- [Activity]:
Pull out from the material below all lines with "ClipResolver".

- [Extracted entries]:

//! Scene pipeline orchestration.
//!
//! The [`Pipeline`] owns the run state and is the only thing that mutates
//! it. Each scene moves through
//!
//! ```text
//! pending -> resolving -> resolved -> reconciling -> reconciled
//!                 \                        \
//!                  -> failed | cancelled    -> failed
//! ```
//!
//! and the state is persisted after every batch of transitions, so an
//! interrupted run resumes from the last settled stage. Scene failures are
//! recorded and never stop sibling scenes; compositing runs once every
//! scene is reconciled, or on the reconciled subset with `allow_partial`.

use std::path::{Path, PathBuf};
use std::sync::Arc;

use tracing::{debug, info, warn};

use mvgen_audio_ai::{place_cues, SrtFileTranscriber, Transcriber, TranscriptionSegment};
use mvgen_clip_resolver::{ClipResolver, ResolveAction, ResolverOptions, SceneResolution};
use mvgen_common::{CancelToken, MvgenError, MvgenResult};
use mvgen_processing_core::{DurationReconciler, TimelineLayout};
use mvgen_project_model::{
    resolve_relative, Manifest, ReconciledClip, RunState, RunStateError, SceneSource,
    SceneStage, SubtitleSource,
};
use mvgen_render_engine::{
    export_composition, AudioInput, Compositor, ExportJob, ProgressCallback,
};

use crate::options::{Collaborators, PipelineOptions};
use crate::report::{PipelineReport, SceneStatus};

/// Drives a manifest from scenes to a finished video.
pub struct Pipeline {
    manifest: Manifest,
    manifest_dir: PathBuf,
    options: PipelineOptions,
    collaborators: Collaborators,
    resolver: Arc<ClipResolver>,
    reconciler: DurationReconciler,
    state: RunState,
    composed_secs: Option<f64>,
}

- [Exercise solution]:
use mvgen_clip_resolver::{ClipResolver, ResolveAction, ResolverOptions, SceneResolution};
    resolver: Arc<ClipResolver>,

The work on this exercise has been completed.